[What you need to do] Every line in the data below from the one containing "of another kind" down to the one containing "has no archetypes", both included, must be retyped exactly; no other line is to appear.
[[ Given information open ]]
//! Archetype library
//!
//! Provides [`ArchetypeLibrary`], a read-only lookup over the built-in
//! archetype tables.

use std::str::FromStr;

use copyforge_model::ArtifactKind;

use crate::archetype::Archetype;
use crate::catalog;
use crate::error::LibraryError;

/// Read-only registry of archetypes, keyed by kind and id
///
/// The tables are compiled in, so the library is zero-sized and safe to
/// share across threads without synchronization.
#[derive(Debug, Default, Clone, Copy)]
pub struct ArchetypeLibrary;

impl ArchetypeLibrary {
    /// Create library handle
    #[inline]
    #[must_use]
    pub const fn new() -> Self {
        Self
    }

    /// Archetypes of `kind` in display order
    #[inline]
    #[must_use]
    pub const fn archetypes(&self, kind: ArtifactKind) -> &'static [Archetype] {
        catalog::for_kind(kind)
    }

    /// Look up an archetype by id
    ///
    /// # Errors
    /// Returns [`LibraryError::InvalidArchetypeReference`] when no archetype has `id`
    pub fn get(&self, id: &str) -> Result<&'static Archetype, LibraryError> {
        self.iter()
            .find(|a| a.id == id)
            .ok_or_else(|| LibraryError::unknown_archetype(id))
    }

    /// Look up an archetype by id, requiring it to belong to `kind`
    ///
    /// # Errors
    /// Returns [`LibraryError::InvalidArchetypeReference`] carrying `kind` when
    /// `id` is unknown or names an archetype of another kind
    pub fn get_for(&self, kind: ArtifactKind, id: &str) -> Result<&'static Archetype, LibraryError> {
        self.archetypes(kind)
            .iter()
            .find(|a| a.id == id)
            .ok_or_else(|| LibraryError::InvalidArchetypeReference {
                id: id.to_string(),
                kind: Some(kind),
            })
    }

    /// 1-based position of an archetype within its kind
    #[must_use]
    pub fn number(&self, archetype: &Archetype) -> Option<usize> {
        self.archetypes(archetype.kind)
            .iter()
            .position(|a| a.id == archetype.id)
            .map(|i| i + 1)
    }

    /// Display title such as "Ad 1: Competitive Advantage"
    #[must_use]
    pub fn numbered_title(&self, archetype: &Archetype) -> String {
        match self.number(archetype) {
            Some(n) => format!("{} {n}: {}", archetype.kind.label(), archetype.name),
            None => archetype.name.to_string(),
        }
    }

    /// Parse a user-supplied artifact kind name
    ///
    /// # Errors
    /// Returns [`LibraryError::UnknownArtifactKind`] for an unrecognised name
    pub fn kind_named(&self, name: &str) -> Result<ArtifactKind, LibraryError> {
        ArtifactKind::from_str(name).map_err(|_| LibraryError::UnknownArtifactKind(name.to_string()))
    }

    /// Number of archetypes across all kinds
    #[must_use]
    pub fn len(&self) -> usize {
        ArtifactKind::ALL
            .iter()
            .map(|kind| self.archetypes(*kind).len())
            .sum()
    }

    /// Whether the library has no archetypes
    #[inline]
    #[must_use]
    pub fn is_empty(&self) -> bool {
        self.len() == 0
    }

    /// Every archetype, grouped by kind in presentation order
    pub fn iter(&self) -> impl Iterator<Item = &'static Archetype> {
        ArtifactKind::ALL
            .into_iter()
            .flat_map(|kind| catalog::for_kind(kind).iter())
    }
}

#[cfg(test)]
mod tests {
    use super::*;
    use std::collections::HashSet;

    use crate::archetype::ArchetypeMeta;
    use crate::placeholder::tokens;

    const LIBRARY: ArchetypeLibrary = ArchetypeLibrary::new();

    #[test]
    fn every_kind_has_two_to_six_archetypes() {
        for kind in ArtifactKind::ALL {
            let n = LIBRARY.archetypes(kind).len();
            assert!((2..=6).contains(&n), "{kind} has {n} archetypes");
        }
    }

    #[test]
    fn ids_are_unique_and_kind_prefixed() {
        let mut seen = HashSet::new();
        for archetype in LIBRARY.iter() {
            assert!(seen.insert(archetype.id), "duplicate id {}", archetype.id);
            assert!(!archetype.slots.is_empty());
        }
        assert_eq!(seen.len(), LIBRARY.len());
    }

    #[test]
    fn archetypes_are_filed_under_their_kind() {
        for kind in ArtifactKind::ALL {
            assert!(LIBRARY.archetypes(kind).iter().all(|a| a.kind == kind));
        }
    }

    #[test]
    fn every_placeholder_resolves() {
        for archetype in LIBRARY.iter() {
            for slot in archetype.slots {
                for template in std::iter::once(slot.baseline).chain(slot.enriched) {
                    for token in tokens(template) {
                        assert!(
                            token.placeholder.is_ok(),
                            "{}:{} has unresolved {:?}",
                            archetype.id,
                            slot.field,
                            token.placeholder
                        );
                    }
                }
            }
        }
    }

    #[test]
    fn slot_fields_are_unique_per_archetype() {
        for archetype in LIBRARY.iter() {
            let mut fields = HashSet::new();
            for slot in archetype.slots {
                assert!(fields.insert(slot.field), "{} repeats {}", archetype.id, slot.field);
            }
        }
    }

    #[test]
    fn website_sections_have_headline_body_and_cta() {
        for archetype in LIBRARY.archetypes(ArtifactKind::WebsiteSection) {
            let ArchetypeMeta::Website { sections } = archetype.meta else {
                panic!("{} lacks website meta", archetype.id);
            };
            assert_eq!(sections.first().map(|s| s.name), Some("hero"));
            for section in sections {
                for leaf in ["headline", "body", "cta"] {
                    let field = format!("{}.{leaf}", section.name);
                    assert!(archetype.slot(&field).is_some(), "{} lacks {field}", archetype.id);
                }
            }
            let declared: HashSet<_> = sections.iter().map(|s| s.name).collect();
            for slot in archetype.slots {
                assert!(slot.section().is_some_and(|s| declared.contains(s)));
            }
        }
    }

    #[test]
    fn email_days_strictly_increase() {
        let days: Vec<u16> = LIBRARY
            .archetypes(ArtifactKind::Email)
            .iter()
            .map(|a| match a.meta {
                ArchetypeMeta::Email { day } => day,
                _ => panic!("{} lacks email meta", a.id),
            })
            .collect();
        assert!(days.windows(2).all(|w| w[0] < w[1]), "{days:?}");
    }

    #[test]
    fn meta_matches_kind() {
        for archetype in LIBRARY.iter() {
            let ok = matches!(
                (archetype.kind, archetype.meta),
                (ArtifactKind::Ad, ArchetypeMeta::Ad { .. })
                    | (ArtifactKind::WebsiteSection, ArchetypeMeta::Website { .. })
                    | (ArtifactKind::Email, ArchetypeMeta::Email { .. })
                    | (ArtifactKind::SocialPost, ArchetypeMeta::Social { .. })
                    | (ArtifactKind::SalesScript, ArchetypeMeta::SalesScript { .. })
            );
            assert!(ok, "{} meta does not match kind", archetype.id);
        }
    }

    #[test]
    fn every_kind_offers_enrichment() {
        for kind in ArtifactKind::ALL {
            assert!(LIBRARY.archetypes(kind).iter().any(Archetype::is_enrichable));
        }
    }

    #[test]
    fn lookup_by_id() {
        let ad = LIBRARY.get("ad.social-proof").unwrap();
        assert_eq!(ad.kind, ArtifactKind::Ad);
        assert_eq!(LIBRARY.number(ad), Some(3));
        assert_eq!(LIBRARY.numbered_title(ad), "Ad 3: Social Proof");
    }

    #[test]
    fn unknown_id_is_invalid_reference() {
        let err = LIBRARY.get("ad.nope").unwrap_err();
        assert_eq!(err, LibraryError::unknown_archetype("ad.nope"));
        assert_eq!(err.to_string(), "invalid archetype reference: 'ad.nope'");
    }

    #[test]
    fn wrong_kind_is_invalid_reference() {
        let err = LIBRARY
            .get_for(ArtifactKind::Email, "ad.social-proof")
            .unwrap_err();
        assert!(matches!(
            err,
            LibraryError::InvalidArchetypeReference {
                kind: Some(ArtifactKind::Email),
                ..
            }
        ));
    }

    #[test]
    fn kind_names() {
        assert_eq!(LIBRARY.kind_named("ad").unwrap(), ArtifactKind::Ad);
        assert!(matches!(
            LIBRARY.kind_named("billboard"),
            Err(LibraryError::UnknownArtifactKind(name)) if name == "billboard"
        ));
    }
}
[[ Given information closed ]]
[Exercise response]
    /// `id` is unknown or names an archetype of another kind
    pub fn get_for(&self, kind: ArtifactKind, id: &str) -> Result<&'static Archetype, LibraryError> {
        self.archetypes(kind)
            .iter()
            .find(|a| a.id == id)
            .ok_or_else(|| LibraryError::InvalidArchetypeReference {
                id: id.to_string(),
                kind: Some(kind),
            })
    }

    /// 1-based position of an archetype within its kind
    #[must_use]
    pub fn number(&self, archetype: &Archetype) -> Option<usize> {
        self.archetypes(archetype.kind)
            .iter()
            .position(|a| a.id == archetype.id)
            .map(|i| i + 1)
    }

    /// Display title such as "Ad 1: Competitive Advantage"
    #[must_use]
    pub fn numbered_title(&self, archetype: &Archetype) -> String {
        match self.number(archetype) {
            Some(n) => format!("{} {n}: {}", archetype.kind.label(), archetype.name),
            None => archetype.name.to_string(),
        }
    }

    /// Parse a user-supplied artifact kind name
    ///
    /// # Errors
    /// Returns [`LibraryError::UnknownArtifactKind`] for an unrecognised name
    pub fn kind_named(&self, name: &str) -> Result<ArtifactKind, LibraryError> {
        ArtifactKind::from_str(name).map_err(|_| LibraryError::UnknownArtifactKind(name.to_string()))
    }

    /// Number of archetypes across all kinds
    #[must_use]
    pub fn len(&self) -> usize {
        ArtifactKind::ALL
            .iter()
            .map(|kind| self.archetypes(*kind).len())
            .sum()
    }

    /// Whether the library has no archetypes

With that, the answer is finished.